Che lo Show abbia inizio.

"Siamo veramente stanchi di vedere attori che ci danno false emozioni [...] Anche se il mondo in cui si muove e in effetti per certi versi fittizio, simulato, non troverete nulla in Truman che non sia veritiero. Non c'è copione, non esistono copie. Non sarà sempre Shakespeare, ma è autentico. È La sua vita!".
Christof, autore del Truman Show.

Il film si apre con un primo piano di Christof (Ed Harris), l'autore del Truman Show, che spiega al pubblico in sala, identificandolo con il fittizio pubblico televisivo, che cosa sia il Truman Show.
Come in un trailer, il volto di Christof si alterna con quello dei principali attori protagonisti: il primo è Truman Burbank (Jim Carrey) che interpreta se stesso; la seconda è Hannah Gill (Laura Linney) che interpreta Maryl Burbank, la moglie del protagonista; il terzo è Louis Coltrane (Noah Emmerich) che interpreta Marlon, il miglior amico di Truman.
La vicenda prende avvio nel giorno 10.909, poco prima che Truman compia trent'anni.
Cominciano a verificarsi alcuni piccoli incidenti di manutenzione del set come un riflettore che cade dal cielo e si schianta al suolo a pochi metri da Truman o la pioggia che comincia a cadere solo sulla testa del protagonista, lasciando asciutto l'ambiente circostante.
Il giorno seguente si verifica l'evento che precipita Truman in un spirale di dubbi e di domande dalle risposte inaccettabili, che scatena un profondo turbamento nel protagonista dello Show.

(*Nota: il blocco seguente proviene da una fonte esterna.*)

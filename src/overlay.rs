use ab_glyph::{FontRef, PxScale};
use image::{Rgb, RgbImage};
use imageproc::drawing::{draw_hollow_rect_mut, draw_text_mut};
use imageproc::rect::Rect;

use crate::common::{LensProduct, OverlayRect};

/// One interactive overlay rectangle: percentage geometry, hover label and
/// the shopping link a click opens in a new browsing context.
#[derive(Debug, Clone, PartialEq)]
pub struct OverlayBox {
    pub rect: OverlayRect,
    pub label: String,
    pub shop_url: String,
    pub confidence: f32,
}

impl OverlayBox {
    pub fn from_product(product: &LensProduct) -> Self {
        Self {
            rect: product.bbox.to_overlay(),
            label: product.label(),
            shop_url: product.shop_url.clone(),
            confidence: product.confidence,
        }
    }
}

/// What the viewer should show on top of the media element.
#[derive(Debug, Clone, PartialEq)]
pub enum OverlayView {
    /// Nothing to draw: no detections and no cycle in flight.
    Hidden,
    /// Indeterminate loading indicator while a cycle is in flight.
    Processing,
    Boxes(Vec<OverlayBox>),
}

pub fn overlay_view(products: &[LensProduct], processing: bool) -> OverlayView {
    if processing {
        return OverlayView::Processing;
    }
    if products.is_empty() {
        return OverlayView::Hidden;
    }
    OverlayView::Boxes(products.iter().map(OverlayBox::from_product).collect())
}

fn confidence_colour(confidence: f32) -> Rgb<u8> {
    if confidence >= 0.8 {
        Rgb([0, 255, 0])
    } else if confidence >= 0.5 {
        Rgb([255, 200, 0])
    } else {
        Rgb([255, 0, 0])
    }
}

/// Burns the overlay rectangles into `frame`, e.g. for a saved snapshot.
/// Labels are drawn when a font is supplied.
pub fn draw_overlays(frame: &mut RgbImage, boxes: &[OverlayBox], font: Option<&FontRef<'_>>) {
    let (img_w, img_h) = frame.dimensions();

    for overlay in boxes {
        let x = (overlay.rect.left_pct / 100. * img_w as f32).round() as i32;
        let y = (overlay.rect.top_pct / 100. * img_h as f32).round() as i32;
        let w = (overlay.rect.width_pct / 100. * img_w as f32).round().max(1.) as u32;
        let h = (overlay.rect.height_pct / 100. * img_h as f32).round().max(1.) as u32;

        let rect = Rect::at(x, y).of_size(w, h);
        let colour = confidence_colour(overlay.confidence);
        draw_hollow_rect_mut(frame, rect, colour);

        if let Some(font) = font {
            let height = 16.;
            let scale = PxScale {
                x: height,
                y: height,
            };
            draw_text_mut(frame, colour, x, y, scale, font, overlay.label.as_str());
        }
    }
}
use std::env;

/// Environment variable consulted for the service key when none is set
/// explicitly.
pub const API_KEY_ENV: &str = "SHOPLENS_API_KEY";

/// Default detection endpoint. Override with [`DetectorConfig::with_api_url`]
/// when pointing at a proxy or a self-hosted gateway.
pub const DEFAULT_API_URL: &str = "https://vision.lensapi.dev/v1/products:detect";

pub const DEFAULT_MODEL: &str = "lens-vision-1";

/// JPEG quality factor used when serializing captured frames.
pub const DEFAULT_JPEG_QUALITY: u8 = 80;

#[derive(Debug, Clone)]
pub struct DetectorConfig {
    pub api_url: String,
    pub api_key: String,
    pub model: String,
    pub jpeg_quality: u8,
    pub timeout_secs: u64,
}

impl Default for DetectorConfig {
    fn default() -> Self {
        Self {
            api_url: DEFAULT_API_URL.to_string(),
            api_key: env::var(API_KEY_ENV).unwrap_or_default(),
            model: DEFAULT_MODEL.to_string(),
            jpeg_quality: DEFAULT_JPEG_QUALITY,
            timeout_secs: 30,
        }
    }
}

impl DetectorConfig {
    pub fn new() -> Self {
        Default::default()
    }

    pub fn with_api_url(mut self, api_url: &str) -> Self {
        self.api_url = api_url.to_string();
        self
    }

    pub fn with_api_key(mut self, api_key: &str) -> Self {
        self.api_key = api_key.to_string();
        self
    }

    pub fn with_model(mut self, model: &str) -> Self {
        self.model = model.to_string();
        self
    }

    pub fn with_jpeg_quality(mut self, quality: u8) -> Self {
        self.jpeg_quality = quality.clamp(1, 100);
        self
    }

    pub fn with_timeout_secs(mut self, secs: u64) -> Self {
        self.timeout_secs = secs;
        self
    }

    /// Loggable summary. The key itself is never printed.
    pub fn describe(&self) -> String {
        format!(
            "Detection Endpoint: {}\n\
            Model: {}\n\
            API Key: {}\n\
            JPEG Quality: {}\n\
            Request Timeout: {}s",
            self.api_url,
            self.model,
            if self.api_key.trim().is_empty() { "unset" } else { "set" },
            self.jpeg_quality,
            self.timeout_secs
        )
    }
}
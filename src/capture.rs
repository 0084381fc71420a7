use image::{DynamicImage, GenericImageView};

use crate::common::LensFrame;
use crate::error::LensError;

/// Seam standing in for the playing media element: anything that can report
/// its intrinsic size and hand over the currently visible frame.
pub trait FrameSource {
    fn intrinsic_size(&self) -> (u32, u32);

    /// The current visible frame. A source may refuse pixel access, e.g.
    /// when the media was loaded from another origin.
    fn current_frame(&self) -> Result<DynamicImage, LensError>;
}

impl FrameSource for DynamicImage {
    fn intrinsic_size(&self) -> (u32, u32) {
        self.dimensions()
    }

    fn current_frame(&self) -> Result<DynamicImage, LensError> {
        Ok(self.clone())
    }
}

/// Reads the current frame out of `source` at its native resolution and
/// serializes it as JPEG at `jpeg_quality`, ready for submission.
///
/// Fails when the source reports a zero dimension or refuses pixel access;
/// neither case is retried.
pub fn capture_frame(source: &dyn FrameSource, jpeg_quality: u8) -> Result<LensFrame, LensError> {
    let (width, height) = source.intrinsic_size();
    if width == 0 || height == 0 {
        return Err(LensError::Capture(format!(
            "media reports invalid dimensions {}x{}",
            width, height
        )));
    }

    let image = source.current_frame()?;
    let frame = LensFrame::from_image(&image, jpeg_quality)?;

    log::debug!(
        "captured {}x{} frame, {} bytes of jpeg",
        frame.width,
        frame.height,
        frame.jpeg.len()
    );

    Ok(frame)
}
use std::path::Path;

use crate::error::LensError;

/// Upload size cap. Anything above this is rejected before use.
pub const MAX_MEDIA_BYTES: u64 = 200 * 1024 * 1024;

/// Sample clip offered when the user supplies no file of their own.
pub const SAMPLE_MEDIA_URL: &str =
    "https://storage.googleapis.com/gtv-videos-bucket/sample/BigBuckBunny.mp4";

// Fallback list for containers mime_guess has no mapping for.
static VIDEO_EXTENSIONS: [&str; 8] = ["mp4", "m4v", "webm", "mov", "ogv", "ogg", "mkv", "avi"];

/// A user-supplied media file as reported by the picker, validated before
/// the viewer ever touches it.
#[derive(Debug, Clone)]
pub struct MediaFile {
    pub file_name: String,
    pub size_bytes: u64,
}

impl MediaFile {
    pub fn new(file_name: &str, size_bytes: u64) -> Self {
        Self {
            file_name: file_name.to_string(),
            size_bytes,
        }
    }

    pub fn size_mb(&self) -> f64 {
        self.size_bytes as f64 / (1024. * 1024.)
    }

    /// Client-side validation: empty files are always rejected first
    /// (regardless of extension), then the size cap, then the MIME check.
    pub fn validate(&self) -> Result<(), LensError> {
        if self.size_bytes == 0 {
            return Err(LensError::FileValidation(format!(
                "'{}' is empty (0 bytes)",
                self.file_name
            )));
        }

        if self.size_bytes > MAX_MEDIA_BYTES {
            return Err(LensError::FileValidation(format!(
                "'{}' is too large: {:.1} MB exceeds the {} MB limit",
                self.file_name,
                self.size_mb(),
                MAX_MEDIA_BYTES / (1024 * 1024)
            )));
        }

        if !self.is_video() {
            return Err(LensError::FileValidation(format!(
                "'{}' is not a supported video file",
                self.file_name
            )));
        }

        Ok(())
    }

    fn is_video(&self) -> bool {
        if let Some(mime) = mime_guess::from_path(&self.file_name).first() {
            if mime.type_() == mime_guess::mime::VIDEO {
                return true;
            }
        }

        match Path::new(&self.file_name).extension() {
            Some(ext) => {
                let ext = ext.to_string_lossy().to_lowercase();
                VIDEO_EXTENSIONS.contains(&ext.as_str())
            }
            None => false,
        }
    }
}
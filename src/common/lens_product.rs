use serde::{Deserialize, Serialize};

use crate::common::LensBox;

/// One product the service identified in a captured frame.
///
/// Created fresh per capture cycle; the playback controller discards the
/// whole list on the next pause cycle or when playback resumes.
#[derive(Default, Debug, Clone, PartialEq, Serialize, Deserialize)]
pub struct LensProduct {
    pub id: String,
    pub name: String,
    pub category: String,
    /// Confidence score in 0.0-1.0 as reported by the service.
    pub confidence: f32,
    pub bbox: LensBox,
    /// Outbound shopping-search link, filled in by the mapper.
    #[serde(default)]
    pub shop_url: String,
}

impl LensProduct {
    pub fn new(id: String, name: String, category: String, confidence: f32, bbox: LensBox) -> Self {
        Self {
            id,
            name,
            category,
            confidence,
            bbox,
            shop_url: String::new(),
        }
    }

    pub fn with_confidence(mut self, confidence: f32) -> Self {
        self.confidence = confidence;
        self
    }

    pub fn with_category(mut self, category: &str) -> Self {
        self.category = category.to_string();
        self
    }

    pub fn with_shop_url(mut self, shop_url: String) -> Self {
        self.shop_url = shop_url;
        self
    }

    /// Hover label shown on the overlay rectangle.
    pub fn label(&self) -> String {
        format!("{} ({:.0}%)", self.name, self.confidence * 100.)
    }
}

Questo è l'inizio del film, ma non è l'inizio dello Show.
Da che cosa trae origine, dunque il programma televisivo ideato ("created", in lingua inglese) da Christof? Lo Show, lo si apprende dalle stesse parole di Christof durante un'intervista che egli rilascia a metà film, ha avuto inizio con la nascita del suo protagonista. La prima nascita in diretta mondiale, una pietra miliare nella storia della televisione.
E su quali basi poggia la struttura portante dello Show? Sul voyeurismo, da intendersi come l'incapacità dell'individuo di vivere da protagonista la propria esistenza e il bisogno di vivere di riflesso la vita altrui.
Su questo torneremo più avanti.

La prima cosa che colpisce chiunque non si voglia fermare alla superficie apparente di questo capolavoro, ma voglia cercare di compiere un'analisi dei molteplici messaggi che questi vuole trasmettere, è l'incredibile eterogeneità e l'incommensurabile portata dell'opera che lo attende.
Il primo e più lapalissiano messaggio che si può trovare in questo film consiste in una denuncia contro lo strapotere del mezzo televisivo nella società odierna. Ma, benché questo messaggio sia gridato a gran voce, non è certo soltanto di questo che gli autori vogliono parlare, anzi, questo diventa un mero pretesto narrativo per parlare di tematiche umane, filosofiche, sociali, politiche ed economiche assai più vaste e più profonde.
Raramente nella storia del cinema un film è stato capace di affrontare contemporaneamente così tante problematiche, esponendole con lucida chiarezza, senza nessuna pretesa né alcun autocompiacimento. In alcuni casi gli autori gridano, in altri sussurrano, ma dicono tutto quello che volevano dire anche se qualcosa è passato inosservato agli occhi del pubblico.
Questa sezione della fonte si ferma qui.